# Convolutional Networks in PyTorch

In the last exercise, we explained what convolution and pooling are, how these operations work, and what they are used for in the context of neural networks. The goal of this exercise is to train simple neural networks to classify images of handwritten digits. We will use the *PyTorch* framework, which is used for training neural networks. If you haven't installed it yet, [follow the current installation guide](https://pytorch.org/get-started/locally/). Then, download this notebook and work in it locally, or for example, on [Google Colab](https://colab.research.google.com).
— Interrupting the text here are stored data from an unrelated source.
//! Fetch status and the state snapshot handed to views.

use super::postal_location::PostalLocation;
use std::fmt;

/// Status of the current lookup. Exactly one is active at a time.
#[derive(Debug, Clone, Copy, PartialEq, Eq, Default)]
pub enum QueryStatus {
    #[default]
    Idle,
    Loading,
    Success,
    Error,
}

impl fmt::Display for QueryStatus {
    fn fmt(&self, f: &mut fmt::Formatter<'_>) -> fmt::Result {
        let name = match self {
            QueryStatus::Idle => "idle",
            QueryStatus::Loading => "loading",
            QueryStatus::Success => "success",
            QueryStatus::Error => "error",
        };
        f.write_str(name)
    }
}

/// Everything a view needs to draw the screen
#[derive(Debug, Clone, PartialEq, Eq, Default)]
pub struct LookupState {
    pub input: String,
    pub status: QueryStatus,
    pub results: Vec<PostalLocation>,
    pub error_message: Option<String>,
}

impl LookupState {
    pub fn new() -> Self {
        Self::default()
    }

    /// Whether the input holds a full pincode
    pub fn is_input_complete(&self) -> bool {
        self.input.len() == crate::lookup::input::PINCODE_LENGTH
    }
}
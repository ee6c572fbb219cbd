//! Screen body layout shared by the terminal and plain-text renderers.
//!
//! Each state turns into a list of [`StyledLine`]s; the terminal renderer
//! paints them with colors, plain output just prints the text.

use crate::lookup::models::{BranchKind, LookupState, PostalLocation, QueryStatus};
use crossterm::style::Color;

/// Number of placeholder cards shown while loading
pub const SKELETON_CARDS: usize = 3;

const IDLE_TITLE: &str = "Start Your Search";
const IDLE_HINT: &str =
    "Enter a 6-digit Indian Pincode to discover post office details, divisions, and more.";
const ERROR_TITLE: &str = "Something Went Wrong";
const ERROR_FALLBACK: &str =
    "An error occurred while fetching data. Please check your internet connection.";

/// Line of text with an optional foreground color
#[derive(Debug, Clone, PartialEq, Eq)]
pub struct StyledLine {
    pub text: String,
    pub color: Option<Color>,
    pub bold: bool,
}

impl StyledLine {
    pub fn plain(text: impl Into<String>) -> Self {
        Self {
            text: text.into(),
            color: None,
            bold: false,
        }
    }

    pub fn colored(text: impl Into<String>, color: Color) -> Self {
        Self {
            text: text.into(),
            color: Some(color),
            bold: false,
        }
    }

    pub fn bold(mut self) -> Self {
        self.bold = true;
        self
    }

    pub fn blank() -> Self {
        Self::plain("")
    }
}

pub fn branch_color(kind: BranchKind) -> Color {
    match kind {
        BranchKind::Head => Color::Magenta,
        BranchKind::Sub => Color::Cyan,
        BranchKind::Branch | BranchKind::Other => Color::Blue,
    }
}

/// "Showing N locations found for CODE"
pub fn summary_line(state: &LookupState) -> String {
    format!(
        "Showing {} locations found for {}",
        state.results.len(),
        state.input
    )
}

/// Card lines for one post office
pub fn format_card(location: &PostalLocation) -> Vec<StyledLine> {
    let delivery_color = if location.is_delivery() {
        Color::Green
    } else {
        Color::Red
    };

    vec![
        StyledLine::plain(location.name.clone()).bold(),
        StyledLine::colored(
            format!("  [{}]", location.branch_type.to_uppercase()),
            branch_color(location.branch_kind()),
        ),
        StyledLine::plain(format!("  {}, {}", location.district, location.state)),
        StyledLine::colored(format!("  ● {}", location.delivery_status), delivery_color),
        StyledLine::colored(
            format!(
                "  Division: {}   Region: {}",
                location.division, location.region
            ),
            Color::Grey,
        ),
        StyledLine::colored(
            format!(
                "  Block: {}   Circle: {}",
                location.block_or_na(),
                location.circle
            ),
            Color::Grey,
        ),
    ]
}

fn skeleton_card() -> Vec<StyledLine> {
    [24, 16, 30, 12]
        .into_iter()
        .map(|width| StyledLine::colored("░".repeat(width), Color::DarkGrey))
        .collect()
}

/// Body lines for whatever state is current
pub fn body_lines(state: &LookupState) -> Vec<StyledLine> {
    let mut lines = Vec::new();
    match state.status {
        QueryStatus::Idle => {
            lines.push(StyledLine::plain(IDLE_TITLE).bold());
            lines.push(StyledLine::colored(IDLE_HINT, Color::Grey));
        }
        QueryStatus::Loading => {
            lines.push(StyledLine::colored(
                format!("Looking up {}...", state.input),
                Color::Blue,
            ));
            for _ in 0..SKELETON_CARDS {
                lines.push(StyledLine::blank());
                lines.extend(skeleton_card());
            }
        }
        QueryStatus::Error => {
            lines.push(StyledLine::colored(ERROR_TITLE, Color::Red).bold());
            let message = state.error_message.as_deref().unwrap_or(ERROR_FALLBACK);
            lines.push(StyledLine::colored(message, Color::Grey));
        }
        QueryStatus::Success => {
            lines.push(StyledLine::colored(summary_line(state), Color::Blue));
            for location in &state.results {
                lines.push(StyledLine::blank());
                lines.extend(format_card(location));
            }
        }
    }
    lines
}

/// Plain text for a settled lookup, as printed by one-shot and batch runs
pub fn format_outcome(state: &LookupState) -> Vec<String> {
    if state.status != QueryStatus::Success {
        let message = state.error_message.as_deref().unwrap_or(ERROR_FALLBACK);
        return vec![format!("{}: {}", state.input, message)];
    }

    let mut lines = vec![summary_line(state)];
    for location in &state.results {
        lines.push(String::new());
        lines.extend(format_card(location).into_iter().map(|line| line.text));
    }
    lines
}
If you are running the notebook via Colab, use the following code to work with the graphics card. However, since the dataset is simple, if you don't have a GPU setup on your computer, you can still train the network in a few minutes.


In [None]:
try:
    import torch
except:
    from os.path import exists
    from wheel.pep425tags import get_abbr_impl, get_impl_ver, get_abi_tag
    platform = '{}{}-{}'.format(get_abbr_impl(), get_impl_ver(), get_abi_tag())
    cuda_output = !ldconfig -p|grep cudart.so|sed -e 's/.*\.\([0-9]*\)\.\([0-9]*\)$/cu\1\2/'
    accelerator = cuda_output[0] if exists('/dev/nvidia0') else 'cpu'

    !pip install -q http://download.pytorch.org/whl/{accelerator}/torch-1.0.0-{platform}-linux_x86_64.whl torchvision

try: 
    import torchbearer
except:
    !pip install torchbearer

## Loading the Dataset

Before we prepare the structure of the neural network, we need to load the training and testing data. In this exercise, we will use the standard [MNIST dataset](https://en.wikipedia.org/wiki/MNIST_database), as training a network on it has become a sort of modern-day version of the *Hello, world!* program. The dataset contains handwritten digits from 0-9 in the form of grayscale images with dimensions of 28×28.
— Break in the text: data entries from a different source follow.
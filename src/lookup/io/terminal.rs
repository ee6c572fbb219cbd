//! # Terminal I/O Implementations
//!
//! Production implementations of the I/O abstractions using crossterm.

use super::{EventStream, RenderStream, TerminalSize};
use anyhow::Result;
use crossterm::event::{self, DisableBracketedPaste, EnableBracketedPaste, Event};
use crossterm::terminal::{self, EnterAlternateScreen, LeaveAlternateScreen};
use crossterm::{cursor, execute};
use std::io::{self, Write};
use std::time::Duration;

/// Reads events from the controlling terminal
pub struct TerminalEventStream;

impl TerminalEventStream {
    pub fn new() -> Self {
        Self
    }
}

impl Default for TerminalEventStream {
    fn default() -> Self {
        Self::new()
    }
}

impl EventStream for TerminalEventStream {
    fn poll(&mut self, timeout: Duration) -> Result<bool> {
        event::poll(timeout).map_err(anyhow::Error::from)
    }

    fn read(&mut self) -> Result<Event> {
        event::read().map_err(anyhow::Error::from)
    }
}

/// Renders to the terminal through any writer (stdout in production)
pub struct TerminalRenderStream<W: Write> {
    writer: W,
}

impl TerminalRenderStream<io::Stdout> {
    pub fn new() -> Self {
        Self {
            writer: io::stdout(),
        }
    }
}

impl Default for TerminalRenderStream<io::Stdout> {
    fn default() -> Self {
        Self::new()
    }
}

impl<W: Write> TerminalRenderStream<W> {
    /// Create a terminal render stream with custom writer
    pub fn with_writer(writer: W) -> Self {
        Self { writer }
    }
}

impl<W: Write> Write for TerminalRenderStream<W> {
    fn write(&mut self, buf: &[u8]) -> io::Result<usize> {
        self.writer.write(buf)
    }

    fn flush(&mut self) -> io::Result<()> {
        self.writer.flush()
    }
}

impl<W: Write + Send> RenderStream for TerminalRenderStream<W> {
    fn clear_screen(&mut self) -> Result<()> {
        execute!(self.writer, terminal::Clear(terminal::ClearType::All))
            .map_err(anyhow::Error::from)
    }

    fn move_cursor(&mut self, x: u16, y: u16) -> Result<()> {
        execute!(self.writer, cursor::MoveTo(x, y)).map_err(anyhow::Error::from)
    }

    fn hide_cursor(&mut self) -> Result<()> {
        execute!(self.writer, cursor::Hide).map_err(anyhow::Error::from)
    }

    fn show_cursor(&mut self) -> Result<()> {
        execute!(self.writer, cursor::Show).map_err(anyhow::Error::from)
    }

    fn get_size(&self) -> Result<TerminalSize> {
        terminal::size().map_err(anyhow::Error::from)
    }

    fn enter_alternate_screen(&mut self) -> Result<()> {
        execute!(self.writer, EnterAlternateScreen, EnableBracketedPaste)
            .map_err(anyhow::Error::from)
    }

    fn leave_alternate_screen(&mut self) -> Result<()> {
        execute!(self.writer, DisableBracketedPaste, LeaveAlternateScreen)
            .map_err(anyhow::Error::from)
    }

    fn enable_raw_mode(&mut self) -> Result<()> {
        terminal::enable_raw_mode().map_err(anyhow::Error::from)
    }

    fn disable_raw_mode(&mut self) -> Result<()> {
        terminal::disable_raw_mode().map_err(anyhow::Error::from)
    }
}
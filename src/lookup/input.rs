//! Pincode input normalization.

/// Number of digits in an Indian pincode
pub const PINCODE_LENGTH: usize = 6;

/// Keep ASCII digits only and truncate to [`PINCODE_LENGTH`]
pub fn sanitize_pincode(raw: &str) -> String {
    raw.chars()
        .filter(char::is_ascii_digit)
        .take(PINCODE_LENGTH)
        .collect()
}

/// Whether `code` is exactly [`PINCODE_LENGTH`] ASCII digits
pub fn is_complete(code: &str) -> bool {
    code.len() == PINCODE_LENGTH && code.bytes().all(|b| b.is_ascii_digit())
}

#[cfg(test)]
mod tests {
    use super::*;

    #[test]
    fn sanitize_should_strip_non_digits() {
        assert_eq!(sanitize_pincode("11a0-0 01"), "110001");
        assert_eq!(sanitize_pincode("abc"), "");
        assert_eq!(sanitize_pincode(""), "");
    }

    #[test]
    fn sanitize_should_clamp_to_six_digits() {
        assert_eq!(sanitize_pincode("1100019999"), "110001");
        assert_eq!(sanitize_pincode("12345"), "12345");
    }

    #[test]
    fn sanitize_should_ignore_non_ascii_digits() {
        // Devanagari digits are numeric but not ASCII
        assert_eq!(sanitize_pincode("११0001"), "0001");
    }

    #[test]
    fn is_complete_should_require_exactly_six() {
        assert!(is_complete("560001"));
        assert!(!is_complete("56000"));
        assert!(!is_complete(""));
    }

    #[test]
    fn is_complete_should_count_digits_not_bytes() {
        // Two Devanagari digits take six bytes
        assert_eq!("११".len(), PINCODE_LENGTH);
        assert!(!is_complete("११"));
        assert!(!is_complete("11a001"));
    }
}
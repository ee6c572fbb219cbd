//! # State Events
//!
//! Emitted by the lookup controller whenever its state changes. Views
//! re-render when any are pending.

use crate::lookup::models::QueryStatus;

#[derive(Debug, Clone, PartialEq, Eq)]
pub enum StateEvent {
    /// Sanitized input text changed
    InputChanged { input: String },

    /// Fetch status moved to a different state
    StatusChanged { old: QueryStatus, new: QueryStatus },

    /// Result list was replaced (possibly with an empty one)
    ResultsReplaced { count: usize },

    /// Error message was set or cleared
    ErrorMessageChanged { message: Option<String> },
}

#[cfg(test)]
mod tests {
    use super::*;

    #[test]
    fn state_events_should_compare_by_payload() {
        let a = StateEvent::StatusChanged {
            old: QueryStatus::Idle,
            new: QueryStatus::Loading,
        };
        let b = StateEvent::StatusChanged {
            old: QueryStatus::Idle,
            new: QueryStatus::Loading,
        };
        assert_eq!(a, b);
        assert_ne!(a, StateEvent::ResultsReplaced { count: 0 });
    }
}
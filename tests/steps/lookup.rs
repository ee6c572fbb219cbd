//! Step definitions for driving the lookup controller

use crate::common::world::LookupWorld;
use cucumber::{then, when};
use pinpoint::QueryStatus;
use tracing::info;

#[when(expr = "I type {string}")]
async fn when_i_type(world: &mut LookupWorld, raw: String) {
    info!("Typing {raw:?}");
    world.controller().set_input(&raw);
}

#[when("I clear the lookup")]
async fn when_i_clear(world: &mut LookupWorld) {
    world.controller().clear();
}

#[when("the lookup finishes")]
async fn when_lookup_finishes(world: &mut LookupWorld) {
    world.controller().wait_until_settled().await;
}

#[then(expr = "the input should be {string}")]
async fn then_input_should_be(world: &mut LookupWorld, expected: String) {
    assert_eq!(world.controller().input(), expected);
}

#[then(expr = "the status should be {string}")]
async fn then_status_should_be(world: &mut LookupWorld, expected: String) {
    let expected = match expected.as_str() {
        "idle" => QueryStatus::Idle,
        "loading" => QueryStatus::Loading,
        "success" => QueryStatus::Success,
        "error" => QueryStatus::Error,
        other => panic!("Unknown status '{other}'"),
    };
    assert_eq!(world.controller().status(), expected);
}

#[then(expr = "the results should be {string}")]
async fn then_results_should_be(world: &mut LookupWorld, expected: String) {
    let names: Vec<String> = world
        .controller()
        .results()
        .iter()
        .map(|location| location.name.clone())
        .collect();
    let expected: Vec<String> = expected.split(',').map(|n| n.trim().to_string()).collect();
    assert_eq!(names, expected);
}

#[then("there should be no results")]
async fn then_no_results(world: &mut LookupWorld) {
    assert!(world.controller().results().is_empty());
}

#[then(expr = "the error message should be {string}")]
async fn then_error_message_should_be(world: &mut LookupWorld, expected: String) {
    assert_eq!(world.controller().error_message(), Some(expected.as_str()));
}

#[then("there should be no error message")]
async fn then_no_error_message(world: &mut LookupWorld) {
    assert_eq!(world.controller().error_message(), None);
}

#[then(expr = "the directory should have received {int} request(s)")]
async fn then_directory_requests(world: &mut LookupWorld, expected: usize) {
    let received = world
        .server()
        .received_requests()
        .await
        .unwrap_or_default();
    assert_eq!(received.len(), expected);
}
//! Test doubles shared by the unit tests.

use crate::lookup::models::{LookupResponse, PostalLocation};
use crate::lookup::services::{LookupError, PincodeDirectory};
use std::collections::HashMap;
use std::sync::{Arc, Mutex};
use std::time::Duration;

/// Scripted answer of [`MockPincodeDirectory`]
#[derive(Debug, Clone)]
pub enum MockReply {
    Envelopes(Vec<LookupResponse>),
    /// Fails the way an unreachable directory would
    Unreachable,
}

/// In-memory directory that records every lookup it receives
#[derive(Debug, Default)]
pub struct MockPincodeDirectory {
    replies: HashMap<String, (MockReply, Duration)>,
    calls: Arc<Mutex<Vec<String>>>,
}

impl MockPincodeDirectory {
    pub fn new() -> Self {
        Self::default()
    }

    pub fn with_reply(self, code: &str, reply: MockReply) -> Self {
        self.with_delayed_reply(code, reply, Duration::ZERO)
    }

    pub fn with_delayed_reply(mut self, code: &str, reply: MockReply, delay: Duration) -> Self {
        self.replies.insert(code.to_string(), (reply, delay));
        self
    }

    /// Codes looked up so far, in call order
    pub fn calls(&self) -> Vec<String> {
        self.calls.lock().unwrap().clone()
    }
}

impl PincodeDirectory for MockPincodeDirectory {
    async fn lookup(&self, code: &str) -> Result<Vec<LookupResponse>, LookupError> {
        self.calls.lock().unwrap().push(code.to_string());

        let (reply, delay) = self.replies.get(code).cloned().unwrap_or_else(|| {
            (
                MockReply::Envelopes(vec![LookupResponse::error("No records found")]),
                Duration::ZERO,
            )
        });

        if !delay.is_zero() {
            tokio::time::sleep(delay).await;
        }

        match reply {
            MockReply::Envelopes(envelopes) => Ok(envelopes),
            MockReply::Unreachable => Err(LookupError::Status(502)),
        }
    }
}

/// A plausible Delhi post office with the given name
pub fn sample_location(name: &str) -> PostalLocation {
    PostalLocation {
        name: name.to_string(),
        description: None,
        branch_type: "Sub Post Office".to_string(),
        delivery_status: "Delivery".to_string(),
        circle: "Delhi".to_string(),
        district: "Central Delhi".to_string(),
        division: "New Delhi Central".to_string(),
        region: "Delhi".to_string(),
        block: "New Delhi".to_string(),
        state: "Delhi".to_string(),
        country: "India".to_string(),
        pincode: "110001".to_string(),
    }
}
![MNIST dataset example](https://upload.wikimedia.org/wikipedia/commons/f/f7/MnistExamplesModified.png)


Before loading the data itself, let's first import the necessary libraries:


In [None]:
# automatically reload external modules if they change
%load_ext autoreload
%autoreload 2

import torch
import torch.nn.functional as F
import torchvision.transforms as transforms
import torchbearer
from torch import nn
from torch import optim
from torch.utils.data import DataLoader
from torchvision.datasets import MNIST
from torchbearer import Trial

The very first necessary step when loading images is the need to transform them into tensor representation. In PyTorch, each image is represented as a three-dimensional tensor with dimensions `[channels][height][width]`, where `channels` is the number of color channels (3 for RGB images, 1 for grayscale). These transformations are defined as a list or a series of simple operations that will be applied when loading the images.


In [None]:
# convert each image to tensor format
transform = transforms.Compose([
    transforms.ToTensor()  # convert to tensor
])

# load data
trainset = MNIST(".", train=True, download=True, transform=transform)
testset = MNIST(".", train=False, download=True, transform=transform)

# create data loaders
trainloader = DataLoader(trainset, batch_size=128, shuffle=True)
testloader = DataLoader(testset, batch_size=128, shuffle=True)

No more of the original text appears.